Klin waved a hand casually.
“Not at all, sir,” he said. “Only I spoke with your former prince before he left in exile. He said that you had refused to fund his campaign.”
“It seemed unlikely that he would repay the debt,” Magister Imaniel said.
“I understand,” Klin said.
Geder looked from one to the other. The tone of the conversation was so calm, so nearly collegial, it confused him. And yet there was a hardness in Klin’s eyes that—along with the chains still around the banker’s wrists and ankles—made everything he said a threat. Klin walked slowly back to the table where the remains of his midday meal were still sitting on a silver plate.
“I have been looking over the reports of the sack,” Klin said. “I saw that the tribute to King Simeon taken from your establishment… Well, it seems surprisingly light.”
“My former prince may have an exaggerated opinion of my resources,” Magister Imaniel said.
Klin smiled. “Is it buried, or have you smuggled it out?”
“I don’t know what you mean, my lord,” Magister Imaniel said.
“You wouldn’t object to my factor auditing your books, then?”
“Of course not.

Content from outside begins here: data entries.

//! Background checkpoint export
//!
//! Snapshots are queued on a channel and encoded by one worker thread, so the
//! placement loop never waits on encoding or disk I/O. Failed writes are
//! logged and counted; later checkpoints are still attempted.

use crate::algorithm::checkpoint::{Checkpoint, CheckpointSink};
use crate::io::configuration::OutputSettings;
use crate::io::error::{AlgorithmError, Result};
use crate::io::image::export_checkpoint;
use std::any::Any;
use std::path::PathBuf;
use std::sync::mpsc::{self, Sender};
use std::thread::{self, JoinHandle};

/// Outcome of all checkpoint writes of a run
#[derive(Debug, Clone, Default, PartialEq, Eq)]
pub struct ExportReport {
    /// Files written, in checkpoint order
    pub written: Vec<PathBuf>,
    /// Checkpoints whose write failed
    pub failed: Vec<usize>,
}

/// Checkpoint sink that writes images on a worker thread
pub struct CheckpointExporter {
    sender: Option<Sender<Checkpoint>>,
    worker: Option<JoinHandle<ExportReport>>,
}

impl CheckpointExporter {
    /// Start the worker thread
    ///
    /// # Errors
    ///
    /// Returns an error if the thread cannot be spawned
    pub fn spawn(output: OutputSettings) -> Result<Self> {
        let (sender, receiver) = mpsc::channel::<Checkpoint>();

        let worker = thread::Builder::new()
            .name("checkpoint-export".to_string())
            .spawn(move || {
                let mut report = ExportReport::default();
                for checkpoint in receiver {
                    match export_checkpoint(&checkpoint.snapshot, &output, checkpoint.id) {
                        Ok(path) => {
                            tracing::info!(
                                checkpoint = checkpoint.id,
                                path = %path.display(),
                                "checkpoint written"
                            );
                            report.written.push(path);
                        }
                        Err(error) => {
                            tracing::warn!(
                                checkpoint = checkpoint.id,
                                %error,
                                "checkpoint export failed, continuing"
                            );
                            report.failed.push(checkpoint.id);
                        }
                    }
                }
                report
            })
            .map_err(|e| AlgorithmError::ExportWorker {
                reason: e.to_string(),
            })?;

        Ok(Self {
            sender: Some(sender),
            worker: Some(worker),
        })
    }

    /// Wait for every queued checkpoint to be written
    ///
    /// Later calls return an empty report.
    ///
    /// # Errors
    ///
    /// Returns an error if the worker thread panicked
    pub fn finish(&mut self) -> Result<ExportReport> {
        drop(self.sender.take());
        match self.worker.take() {
            Some(worker) => worker.join().map_err(|payload| AlgorithmError::ExportWorker {
                reason: panic_message(payload.as_ref()),
            }),
            None => Ok(ExportReport::default()),
        }
    }
}

impl CheckpointSink for CheckpointExporter {
    fn accept(&mut self, checkpoint: Checkpoint) {
        let id = checkpoint.id;
        let delivered = self
            .sender
            .as_ref()
            .is_some_and(|sender| sender.send(checkpoint).is_ok());
        if !delivered {
            tracing::warn!(checkpoint = id, "export worker unavailable, checkpoint dropped");
        }
    }
}

impl Drop for CheckpointExporter {
    fn drop(&mut self) {
        if let Err(error) = self.finish() {
            tracing::warn!(%error, "checkpoint export did not shut down cleanly");
        }
    }
}

fn panic_message(payload: &(dyn Any + Send)) -> String {
    payload
        .downcast_ref::<&str>()
        .map(ToString::to_string)
        .or_else(|| payload.downcast_ref::<String>().cloned())
        .unwrap_or_else(|| "worker panicked".to_string())
}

We are pleased that Antea has taken the authority that rightly belonged to it, and look forward to doing business in a more friendly and ordered city.”
“And access to your house?”
“Of course.”
Klin nodded. “You understand that I will have to hold you until I find the truth of all this? Whatever money your bank holds here is now subject to Antean review.”
“I expected as much,” Magister Imaniel said, “but I trust you won’t take offense that I had hoped for better.”
“It’s a fallen world. We do what we must,” Klin said, and then to the captain of the guard at Geder’s left, “Take him to the public gaol. Put him on the lower level, where everyone can see him. If anyone tries to talk with him, take note of what they say and detain them.”
Geder watched as the small man was led away. He wasn’t sure whether he was intended to follow along or not. But Klin wasn’t glaring at him, so perhaps he’d been meant to stay after all.
“Did you follow that, Palliako?” Klin asked when the banker and guards had gone.
“The bank had less money than expected?” Geder said.
Klin laughed in a way that left Geder unsure whether he was being mocked.
“Oh, it’s there,” he said. “Somewhere. And from what the prince said, there was quite a bit of it. Enough to pay the mercenary forces to outlast a siege. Enough to buy the Maccian forces twice over. Maybe more than that.”
“But he kept it from his prince,” Geder said.
“Not out of loyalty to us,” Klin said. “Bankers answer to no throne. But if they drowned the money, someone will have helped cart it to a canal. If it’s buried, someone held the spade. If it’s smuggled, someone arranged it. And when that person sees the head of the bank in gaol, they may panic and try to buy their way free.”